* What is needed
Using the records that follow, copy every line containing the word "ResourceKind".

* Supplied records
-- -- --

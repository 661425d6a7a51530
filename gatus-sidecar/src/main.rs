#![deny(warnings, rust_2018_idioms)]
#![forbid(unsafe_code)]

use anyhow::{bail, Result};
use clap::Parser;
use gatus_sidecar::{
    controller,
    resources::{httproute, ingress, ingressroute, service},
    AdminArgs, ClientArgs, Config, Controller, LogArgs, ResourceKind, Runtime, StateManager,
};
use std::sync::Arc;
use tokio::task::JoinSet;
use tracing::info;

#[derive(Clone, Debug, Parser)]
#[clap(name = "gatus-sidecar", version, about)]
struct Args {
    #[clap(flatten)]
    log: LogArgs,

    #[clap(flatten)]
    client: ClientArgs,

    #[clap(flatten)]
    admin: AdminArgs,

    #[clap(flatten)]
    config: Config,
}

#[tokio::main]
async fn main() -> Result<()> {
    let Args {
        log,
        client,
        admin,
        config,
    } = Args::parse();

    let mut runtime = Runtime::builder()
        .with_log(log)
        .with_client(client)
        .with_admin(admin)
        .build()
        .await?;

    let mut kinds = config.resources.clone();
    kinds.sort();
    kinds.dedup();
    if kinds.is_empty() {
        bail!("no resources to watch");
    }

    let config = Arc::new(config);
    let state = StateManager::new(config.output.clone());
    let mut controllers = JoinSet::new();
    for kind in kinds {
        info!(resource = %kind, "Starting controller");
        let (state, config) = (state.clone(), config.clone());
        match kind {
            ResourceKind::HttpRoute => {
                let ctrl = Controller::new(httproute::definition(), state, config);
                controllers.spawn(runtime.run_controller(ctrl));
            }
            ResourceKind::Ingress => {
                let ctrl = Controller::new(ingress::definition(), state, config);
                controllers.spawn(runtime.run_controller(ctrl));
            }
            ResourceKind::Service => {
                let ctrl = Controller::new(service::definition(), state, config);
                controllers.spawn(runtime.run_controller(ctrl));
            }
            ResourceKind::IngressRoute => {
                let ctrl = Controller::new(ingressroute::definition(), state, config);
                controllers.spawn(runtime.run_controller(ctrl));
            }
        }
    }

    tokio::select! {
        res = runtime.run() => {
            if res.is_err() {
                bail!("aborted");
            }
        }
        res = supervise(controllers) => res?,
    }

    Ok(())
}

/// Completes when all controllers have stopped, failing as soon as any
/// controller fails.
async fn supervise(mut controllers: JoinSet<Result<(), controller::Error>>) -> Result<()> {
    while let Some(res) = controllers.join_next().await {
        match res {
            Ok(Ok(())) => {}
            Ok(Err(error)) => return Err(error.into()),
            Err(error) => bail!("controller task failed: {error}"),
        }
    }
    Ok(())
}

-- -- --

* Solution to this exercise
    AdminArgs, ClientArgs, Config, Controller, LogArgs, ResourceKind, Runtime, StateManager,
            ResourceKind::HttpRoute => {
            ResourceKind::Ingress => {
            ResourceKind::Service => {
            ResourceKind::IngressRoute => {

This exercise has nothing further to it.